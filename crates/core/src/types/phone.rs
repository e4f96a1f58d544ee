//! Phone number type.

use core::fmt;

use serde::{Deserialize, Serialize};

/// Errors that can occur when parsing a [`PhoneNumber`].
#[derive(thiserror::Error, Debug, Clone)]
pub enum PhoneNumberError {
    /// The input string is empty.
    #[error("phone number cannot be empty")]
    Empty,
    /// The input string is too long.
    #[error("phone number must be at most {max} characters")]
    TooLong {
        /// Maximum allowed length.
        max: usize,
    },
    /// The input contains a disallowed character.
    #[error("phone number may only contain digits, spaces, hyphens, parentheses, and a leading +")]
    InvalidCharacter,
    /// The input contains no digits at all.
    #[error("phone number must contain at least one digit")]
    NoDigits,
}

/// A loosely-validated phone number.
///
/// Accepts an optional leading `+` followed by digits, spaces, hyphens, and
/// parentheses. This is a format check, not a carrier-level validation.
#[derive(Debug, Clone, Serialize, Deserialize, PartialEq, Eq, Hash)]
#[serde(transparent)]
pub struct PhoneNumber(String);

impl PhoneNumber {
    /// Maximum length of a phone number.
    pub const MAX_LENGTH: usize = 32;

    /// Parse a `PhoneNumber` from a string, trimming surrounding whitespace.
    ///
    /// # Errors
    ///
    /// Returns an error if the input is empty, too long, contains characters
    /// outside the allowed set, or contains no digits.
    pub fn parse(s: &str) -> Result<Self, PhoneNumberError> {
        let s = s.trim();

        if s.is_empty() {
            return Err(PhoneNumberError::Empty);
        }

        if s.len() > Self::MAX_LENGTH {
            return Err(PhoneNumberError::TooLong {
                max: Self::MAX_LENGTH,
            });
        }

        for (i, c) in s.chars().enumerate() {
            let allowed = c.is_ascii_digit()
                || c == ' '
                || c == '-'
                || c == '('
                || c == ')'
                || (c == '+' && i == 0);
            if !allowed {
                return Err(PhoneNumberError::InvalidCharacter);
            }
        }

        if !s.chars().any(|c| c.is_ascii_digit()) {
            return Err(PhoneNumberError::NoDigits);
        }

        Ok(Self(s.to_owned()))
    }

    /// Returns the phone number as a string slice.
    #[must_use]
    pub fn as_str(&self) -> &str {
        &self.0
    }
}

impl fmt::Display for PhoneNumber {
    fn fmt(&self, f: &mut fmt::Formatter<'_>) -> fmt::Result {
        write!(f, "{}", self.0)
    }
}

impl std::str::FromStr for PhoneNumber {
    type Err = PhoneNumberError;

    fn from_str(s: &str) -> Result<Self, Self::Err> {
        Self::parse(s)
    }
}

impl AsRef<str> for PhoneNumber {
    fn as_ref(&self) -> &str {
        &self.0
    }
}

#[cfg(test)]
#[allow(clippy::unwrap_used)]
mod tests {
    use super::*;

    #[test]
    fn test_parse_valid() {
        assert!(PhoneNumber::parse("+1 (555) 867-5309").is_ok());
        assert!(PhoneNumber::parse("555 867 5309").is_ok());
        assert!(PhoneNumber::parse("5558675309").is_ok());
    }

    #[test]
    fn test_parse_trims() {
        let phone = PhoneNumber::parse("  +44 20 7946 0958 ").unwrap();
        assert_eq!(phone.as_str(), "+44 20 7946 0958");
    }

    #[test]
    fn test_parse_rejects_letters() {
        assert!(matches!(
            PhoneNumber::parse("CALL-ME"),
            Err(PhoneNumberError::InvalidCharacter)
        ));
    }

    #[test]
    fn test_parse_rejects_interior_plus() {
        assert!(matches!(
            PhoneNumber::parse("555+867"),
            Err(PhoneNumberError::InvalidCharacter)
        ));
    }

    #[test]
    fn test_parse_requires_digits() {
        assert!(matches!(
            PhoneNumber::parse("+()"),
            Err(PhoneNumberError::NoDigits)
        ));
    }

    #[test]
    fn test_parse_empty() {
        assert!(matches!(
            PhoneNumber::parse("   "),
            Err(PhoneNumberError::Empty)
        ));
    }
}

::::::::::

→ Task directions: Copy the listing in full. Match it word for word.

→ Final answer:
filename crates/core/src/types/phone.rs
repository e4f96a1f58d544ee
//! Phone number type.

use core::fmt;

use serde::{Deserialize, Serialize};

/// Errors that can occur when parsing a [`PhoneNumber`].
#[derive(thiserror::Error, Debug, Clone)]
pub enum PhoneNumberError {
    /// The input string is empty.
    #[error("phone number cannot be empty")]
    Empty,
    /// The input string is too long.
    #[error("phone number must be at most {max} characters")]
    TooLong {
        /// Maximum allowed length.
        max: usize,
    },
    /// The input contains a disallowed character.
    #[error("phone number may only contain digits, spaces, hyphens, parentheses, and a leading +")]
    InvalidCharacter,
    /// The input contains no digits at all.
    #[error("phone number must contain at least one digit")]
    NoDigits,
}

/// A loosely-validated phone number.
///
/// Accepts an optional leading `+` followed by digits, spaces, hyphens, and
/// parentheses. This is a format check, not a carrier-level validation.
#[derive(Debug, Clone, Serialize, Deserialize, PartialEq, Eq, Hash)]
#[serde(transparent)]
pub struct PhoneNumber(String);

impl PhoneNumber {
    /// Maximum length of a phone number.
    pub const MAX_LENGTH: usize = 32;

    /// Parse a `PhoneNumber` from a string, trimming surrounding whitespace.
    ///
    /// # Errors
    ///
    /// Returns an error if the input is empty, too long, contains characters
    /// outside the allowed set, or contains no digits.
    pub fn parse(s: &str) -> Result<Self, PhoneNumberError> {
        let s = s.trim();

        if s.is_empty() {
            return Err(PhoneNumberError::Empty);
        }

        if s.len() > Self::MAX_LENGTH {
            return Err(PhoneNumberError::TooLong {
                max: Self::MAX_LENGTH,
            });
        }

        for (i, c) in s.chars().enumerate() {
            let allowed = c.is_ascii_digit()
                || c == ' '
                || c == '-'
                || c == '('
                || c == ')'
                || (c == '+' && i == 0);
            if !allowed {
                return Err(PhoneNumberError::InvalidCharacter);
            }
        }

        if !s.chars().any(|c| c.is_ascii_digit()) {
            return Err(PhoneNumberError::NoDigits);
        }

        Ok(Self(s.to_owned()))
    }

    /// Returns the phone number as a string slice.
    #[must_use]
    pub fn as_str(&self) -> &str {
        &self.0
    }
}

impl fmt::Display for PhoneNumber {
    fn fmt(&self, f: &mut fmt::Formatter<'_>) -> fmt::Result {
        write!(f, "{}", self.0)
    }
}

impl std::str::FromStr for PhoneNumber {
    type Err = PhoneNumberError;

    fn from_str(s: &str) -> Result<Self, Self::Err> {
        Self::parse(s)
    }
}

impl AsRef<str> for PhoneNumber {
    fn as_ref(&self) -> &str {
        &self.0
    }
}

#[cfg(test)]
#[allow(clippy::unwrap_used)]
mod tests {
    use super::*;

    #[test]
    fn test_parse_valid() {
        assert!(PhoneNumber::parse("+1 (555) 867-5309").is_ok());
        assert!(PhoneNumber::parse("555 867 5309").is_ok());
        assert!(PhoneNumber::parse("5558675309").is_ok());
    }

    #[test]
    fn test_parse_trims() {
        let phone = PhoneNumber::parse("  +44 20 7946 0958 ").unwrap();
        assert_eq!(phone.as_str(), "+44 20 7946 0958");
    }

    #[test]
    fn test_parse_rejects_letters() {
        assert!(matches!(
            PhoneNumber::parse("CALL-ME"),
            Err(PhoneNumberError::InvalidCharacter)
        ));
    }

    #[test]
    fn test_parse_rejects_interior_plus() {
        assert!(matches!(
            PhoneNumber::parse("555+867"),
            Err(PhoneNumberError::InvalidCharacter)
        ));
    }

    #[test]
    fn test_parse_requires_digits() {
        assert!(matches!(
            PhoneNumber::parse("+()"),
            Err(PhoneNumberError::NoDigits)
        ));
    }

    #[test]
    fn test_parse_empty() {
        assert!(matches!(
            PhoneNumber::parse("   "),
            Err(PhoneNumberError::Empty)
        ));
    }
}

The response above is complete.